A solid sense of Scale
HCI (Hyper Converged Infrastructure) is maturing rapidly and now is a good time to examine the various HCI vendors a little closer, open up the hood and have a look inside. Ask yourself this: is it solid?
Data Resilience has closely followed one of the contenders in the HCI -space over the the past six years. Anyone having a closer look at Scale might feel that it all sound familiar, and it is going to sound like things you already know of from other products. But there is something a little bit unique, and little bit special in each one of its parts, and when you put them together in concert it makes the whole thing spectacular. So when you you have that feeling, that this is just like what you already know, ask why it is different, because it is.
What Scale did was to get the basic principles right at the outset.
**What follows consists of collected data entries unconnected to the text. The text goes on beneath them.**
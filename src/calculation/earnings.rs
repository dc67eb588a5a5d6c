//! Attendance-prorated earnings shared by the PF and ESI reports.

use rust_decimal::Decimal;

use crate::config::StatutoryRates;
use crate::models::{Employee, MonthlyStats};

use super::money::round_money;

/// The earnings of one employee for one month, prorated by days present.
#[derive(Debug, Clone, PartialEq)]
pub struct EarnedPay {
    /// Earned basic: per-day basic rate times days present, rounded.
    pub earned_basic: Decimal,
    /// Earned DA: per-day dearness allowance times days present, rounded.
    pub earned_da: Decimal,
    /// Overtime amount: overtime hours times the statutory hourly rate, rounded.
    pub ot_amount: Decimal,
    /// Gross earnings: earned basic + earned DA + overtime amount.
    pub gross_earnings: Decimal,
}

/// Computes the attendance-prorated earnings for one employee/month pair.
///
/// Each component is rounded independently (half away from zero) before
/// summation; the gross is the sum of the already-rounded parts.
///
/// # Example
///
/// ```
/// use payroll_engine::calculation::calculate_earnings;
/// use payroll_engine::config::StatutoryRates;
/// use payroll_engine::models::{Employee, MonthlyStats};
/// use chrono::NaiveDate;
/// use rust_decimal::Decimal;
/// use std::str::FromStr;
///
/// let employee = Employee {
///     employee_id: "EMP001".to_string(),
///     name: "Asha Verma".to_string(),
///     position: "Operator".to_string(),
///     join_date: NaiveDate::from_ymd_opt(2021, 4, 12).unwrap(),
///     basic_salary: Decimal::from_str("10000").unwrap(),
///     da_amount: Decimal::from_str("2000").unwrap(),
///     hra: Decimal::ZERO,
///     allowances: Decimal::ZERO,
///     gross_salary: None,
///     pf_number: "PF/1".to_string(),
///     esi_number: "ESI/1".to_string(),
///     branch_id: None,
/// };
/// let stats = MonthlyStats {
///     present_days: Decimal::from_str("25").unwrap(),
///     ot_hours: Decimal::from_str("10").unwrap(),
///     ..MonthlyStats::default()
/// };
///
/// let earned = calculate_earnings(&employee, &stats, &StatutoryRates::default());
/// assert_eq!(earned.earned_basic, Decimal::from_str("250000").unwrap());
/// assert_eq!(earned.earned_da, Decimal::from_str("50000").unwrap());
/// assert_eq!(earned.ot_amount, Decimal::from_str("600").unwrap());
/// assert_eq!(earned.gross_earnings, Decimal::from_str("300600").unwrap());
/// ```
pub fn calculate_earnings(
    employee: &Employee,
    stats: &MonthlyStats,
    rates: &StatutoryRates,
) -> EarnedPay {
    let earned_basic = round_money(employee.basic_salary * stats.present_days);
    let earned_da = round_money(employee.da_amount * stats.present_days);
    let ot_amount = round_money(stats.ot_hours * rates.overtime.hourly_rate);

    EarnedPay {
        earned_basic,
        earned_da,
        ot_amount,
        gross_earnings: earned_basic + earned_da + ot_amount,
    }
}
A lean architecture would make it fast, it has to be autonomous and self healing, and automated testing every night of each new line of code makes it robust and solid as it emerges over time. Ask your HCI vendor how many automated tests they are running on new code before entering GA. The combination of the autonomous and self-healing architecture and the automated testing in turn will result in a lower number of support staff required at the HCI vendor as the number of supported customers increase. If the HCI platform is robust the number of support staff needed to support it will drop and what you as a customer get is a solid platform. Ask your HCI vendor: what is their support staff versus number of customers ratio both today and historically.
Data Resilience opted for HC3 as the base for the portable data centre, the DC1, primarily for this reason. The methodology used by the developers at Scale Computing resulted in robust and resource conscious code having a small footprint, in turn making it possible to run on short depth server hardware. Hardware that could then be made portable. This of course also makes it a truly green software architecture regardless of application of the platform.
There is one pivotal element in the world of Hyper Converged Infrastructures (HCI) and it has to do with the data integrity and protection mechanism. The question to ask is where the data protection logic is located: is it sitting above or below the hypervisor?
I urge the reader to investigate and ask real questions about this when looking into HCI, because it matters. The position of the data integrity and protection mechanism matters for how easily the system can be supported, upgraded and maintained without disruption so it matters for how robust the system will be over time and it greatly affects the day-to-day effectiveness of the system in terms of latency in combination with energy consumption.
I would also recommend anyone looking at HCI to ask the question about how resilient the system is in a dual fault situation where you e.g. have one broken disk in one node and before the underpinning RAID system is healed you lose your single backplane NIC in the same or a different node? What will the impact be of a dual fault situation?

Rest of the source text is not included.